- Provided entries:
┌──
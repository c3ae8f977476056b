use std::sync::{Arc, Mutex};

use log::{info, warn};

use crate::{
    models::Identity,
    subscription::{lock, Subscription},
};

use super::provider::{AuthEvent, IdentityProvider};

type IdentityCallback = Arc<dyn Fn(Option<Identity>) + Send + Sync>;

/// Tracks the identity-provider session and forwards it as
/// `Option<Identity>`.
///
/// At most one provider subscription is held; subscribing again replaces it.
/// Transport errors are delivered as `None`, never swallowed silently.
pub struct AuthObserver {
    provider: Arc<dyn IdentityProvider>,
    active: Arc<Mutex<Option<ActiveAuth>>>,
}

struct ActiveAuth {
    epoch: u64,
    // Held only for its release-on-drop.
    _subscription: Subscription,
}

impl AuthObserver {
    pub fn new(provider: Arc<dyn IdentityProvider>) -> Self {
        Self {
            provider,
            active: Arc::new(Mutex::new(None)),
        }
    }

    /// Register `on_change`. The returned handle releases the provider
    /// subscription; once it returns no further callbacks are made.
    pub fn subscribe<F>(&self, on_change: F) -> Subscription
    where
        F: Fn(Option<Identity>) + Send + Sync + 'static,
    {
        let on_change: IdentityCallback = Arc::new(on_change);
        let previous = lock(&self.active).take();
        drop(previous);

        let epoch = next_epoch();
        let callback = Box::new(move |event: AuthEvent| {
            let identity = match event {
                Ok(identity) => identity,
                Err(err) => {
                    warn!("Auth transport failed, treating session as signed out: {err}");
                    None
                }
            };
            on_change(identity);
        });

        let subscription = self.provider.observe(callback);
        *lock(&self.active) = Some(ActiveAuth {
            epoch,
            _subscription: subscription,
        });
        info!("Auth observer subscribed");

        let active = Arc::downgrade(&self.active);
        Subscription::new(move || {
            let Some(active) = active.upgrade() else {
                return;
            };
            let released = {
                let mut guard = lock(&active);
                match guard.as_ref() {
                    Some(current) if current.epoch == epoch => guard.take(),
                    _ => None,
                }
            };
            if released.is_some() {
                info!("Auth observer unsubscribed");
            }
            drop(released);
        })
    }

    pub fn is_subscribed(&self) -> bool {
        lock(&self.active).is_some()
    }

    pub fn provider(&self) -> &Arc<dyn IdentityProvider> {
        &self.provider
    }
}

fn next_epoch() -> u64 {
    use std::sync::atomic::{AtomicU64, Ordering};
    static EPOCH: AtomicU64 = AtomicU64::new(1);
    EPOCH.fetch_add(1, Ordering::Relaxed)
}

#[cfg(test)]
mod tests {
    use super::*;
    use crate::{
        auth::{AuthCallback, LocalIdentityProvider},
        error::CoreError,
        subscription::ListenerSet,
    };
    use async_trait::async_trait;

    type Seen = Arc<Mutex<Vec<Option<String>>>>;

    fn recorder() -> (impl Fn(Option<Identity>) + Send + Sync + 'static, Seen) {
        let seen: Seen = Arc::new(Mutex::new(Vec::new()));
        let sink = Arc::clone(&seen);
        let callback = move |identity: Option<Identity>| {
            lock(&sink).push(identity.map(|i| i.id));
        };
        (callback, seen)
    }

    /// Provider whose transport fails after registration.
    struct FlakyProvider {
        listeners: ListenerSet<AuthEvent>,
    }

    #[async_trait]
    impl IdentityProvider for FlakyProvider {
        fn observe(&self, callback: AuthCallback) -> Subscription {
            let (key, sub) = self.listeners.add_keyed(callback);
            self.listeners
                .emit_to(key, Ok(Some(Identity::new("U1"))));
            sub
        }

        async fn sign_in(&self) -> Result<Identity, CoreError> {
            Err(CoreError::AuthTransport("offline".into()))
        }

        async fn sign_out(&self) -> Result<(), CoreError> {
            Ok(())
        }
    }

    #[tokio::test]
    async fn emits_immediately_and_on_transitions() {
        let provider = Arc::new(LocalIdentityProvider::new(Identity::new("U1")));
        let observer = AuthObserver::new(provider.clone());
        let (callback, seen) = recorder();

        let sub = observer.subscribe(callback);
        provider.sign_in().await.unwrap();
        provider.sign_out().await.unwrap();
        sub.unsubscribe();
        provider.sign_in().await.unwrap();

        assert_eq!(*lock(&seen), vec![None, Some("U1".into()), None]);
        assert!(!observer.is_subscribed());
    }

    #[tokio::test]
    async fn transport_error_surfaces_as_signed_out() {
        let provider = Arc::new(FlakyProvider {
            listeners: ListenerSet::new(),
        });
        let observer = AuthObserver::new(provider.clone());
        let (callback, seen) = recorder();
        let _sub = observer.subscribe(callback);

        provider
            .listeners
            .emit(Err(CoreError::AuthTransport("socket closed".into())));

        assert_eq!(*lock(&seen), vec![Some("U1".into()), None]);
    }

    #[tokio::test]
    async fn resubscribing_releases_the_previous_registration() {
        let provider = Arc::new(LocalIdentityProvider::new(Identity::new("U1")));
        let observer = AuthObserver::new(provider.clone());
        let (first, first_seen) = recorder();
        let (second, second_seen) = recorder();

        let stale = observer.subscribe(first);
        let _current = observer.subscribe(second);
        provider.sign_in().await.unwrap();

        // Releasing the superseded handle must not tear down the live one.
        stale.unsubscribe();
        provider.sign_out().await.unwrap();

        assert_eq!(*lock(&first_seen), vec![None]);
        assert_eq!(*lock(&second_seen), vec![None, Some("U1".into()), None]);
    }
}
└──
- Aim of the exercise: Please write out all the data above, exactly as it reads.

- Reply to the exercise:
repository c3ae8f977476056b
use std::sync::{Arc, Mutex};

use log::{info, warn};

use crate::{
    models::Identity,
    subscription::{lock, Subscription},
};

use super::provider::{AuthEvent, IdentityProvider};

type IdentityCallback = Arc<dyn Fn(Option<Identity>) + Send + Sync>;

/// Tracks the identity-provider session and forwards it as
/// `Option<Identity>`.
///
/// At most one provider subscription is held; subscribing again replaces it.
/// Transport errors are delivered as `None`, never swallowed silently.
pub struct AuthObserver {
    provider: Arc<dyn IdentityProvider>,
    active: Arc<Mutex<Option<ActiveAuth>>>,
}

struct ActiveAuth {
    epoch: u64,
    // Held only for its release-on-drop.
    _subscription: Subscription,
}

impl AuthObserver {
    pub fn new(provider: Arc<dyn IdentityProvider>) -> Self {
        Self {
            provider,
            active: Arc::new(Mutex::new(None)),
        }
    }

    /// Register `on_change`. The returned handle releases the provider
    /// subscription; once it returns no further callbacks are made.
    pub fn subscribe<F>(&self, on_change: F) -> Subscription
    where
        F: Fn(Option<Identity>) + Send + Sync + 'static,
    {
        let on_change: IdentityCallback = Arc::new(on_change);
        let previous = lock(&self.active).take();
        drop(previous);

        let epoch = next_epoch();
        let callback = Box::new(move |event: AuthEvent| {
            let identity = match event {
                Ok(identity) => identity,
                Err(err) => {
                    warn!("Auth transport failed, treating session as signed out: {err}");
                    None
                }
            };
            on_change(identity);
        });

        let subscription = self.provider.observe(callback);
        *lock(&self.active) = Some(ActiveAuth {
            epoch,
            _subscription: subscription,
        });
        info!("Auth observer subscribed");

        let active = Arc::downgrade(&self.active);
        Subscription::new(move || {
            let Some(active) = active.upgrade() else {
                return;
            };
            let released = {
                let mut guard = lock(&active);
                match guard.as_ref() {
                    Some(current) if current.epoch == epoch => guard.take(),
                    _ => None,
                }
            };
            if released.is_some() {
                info!("Auth observer unsubscribed");
            }
            drop(released);
        })
    }

    pub fn is_subscribed(&self) -> bool {
        lock(&self.active).is_some()
    }

    pub fn provider(&self) -> &Arc<dyn IdentityProvider> {
        &self.provider
    }
}

fn next_epoch() -> u64 {
    use std::sync::atomic::{AtomicU64, Ordering};
    static EPOCH: AtomicU64 = AtomicU64::new(1);
    EPOCH.fetch_add(1, Ordering::Relaxed)
}

#[cfg(test)]
mod tests {
    use super::*;
    use crate::{
        auth::{AuthCallback, LocalIdentityProvider},
        error::CoreError,
        subscription::ListenerSet,
    };
    use async_trait::async_trait;

    type Seen = Arc<Mutex<Vec<Option<String>>>>;

    fn recorder() -> (impl Fn(Option<Identity>) + Send + Sync + 'static, Seen) {
        let seen: Seen = Arc::new(Mutex::new(Vec::new()));
        let sink = Arc::clone(&seen);
        let callback = move |identity: Option<Identity>| {
            lock(&sink).push(identity.map(|i| i.id));
        };
        (callback, seen)
    }

    /// Provider whose transport fails after registration.
    struct FlakyProvider {
        listeners: ListenerSet<AuthEvent>,
    }

    #[async_trait]
    impl IdentityProvider for FlakyProvider {
        fn observe(&self, callback: AuthCallback) -> Subscription {
            let (key, sub) = self.listeners.add_keyed(callback);
            self.listeners
                .emit_to(key, Ok(Some(Identity::new("U1"))));
            sub
        }

        async fn sign_in(&self) -> Result<Identity, CoreError> {
            Err(CoreError::AuthTransport("offline".into()))
        }

        async fn sign_out(&self) -> Result<(), CoreError> {
            Ok(())
        }
    }

    #[tokio::test]
    async fn emits_immediately_and_on_transitions() {
        let provider = Arc::new(LocalIdentityProvider::new(Identity::new("U1")));
        let observer = AuthObserver::new(provider.clone());
        let (callback, seen) = recorder();

        let sub = observer.subscribe(callback);
        provider.sign_in().await.unwrap();
        provider.sign_out().await.unwrap();
        sub.unsubscribe();
        provider.sign_in().await.unwrap();

        assert_eq!(*lock(&seen), vec![None, Some("U1".into()), None]);
        assert!(!observer.is_subscribed());
    }

    #[tokio::test]
    async fn transport_error_surfaces_as_signed_out() {
        let provider = Arc::new(FlakyProvider {
            listeners: ListenerSet::new(),
        });
        let observer = AuthObserver::new(provider.clone());
        let (callback, seen) = recorder();
        let _sub = observer.subscribe(callback);

        provider
            .listeners
            .emit(Err(CoreError::AuthTransport("socket closed".into())));

        assert_eq!(*lock(&seen), vec![Some("U1".into()), None]);
    }

    #[tokio::test]
    async fn resubscribing_releases_the_previous_registration() {
        let provider = Arc::new(LocalIdentityProvider::new(Identity::new("U1")));
        let observer = AuthObserver::new(provider.clone());
        let (first, first_seen) = recorder();
        let (second, second_seen) = recorder();

        let stale = observer.subscribe(first);
        let _current = observer.subscribe(second);
        provider.sign_in().await.unwrap();

        // Releasing the superseded handle must not tear down the live one.
        stale.unsubscribe();
        provider.sign_out().await.unwrap();

        assert_eq!(*lock(&first_seen), vec![None]);
        assert_eq!(*lock(&second_seen), vec![None, Some("U1".into()), None]);
    }
}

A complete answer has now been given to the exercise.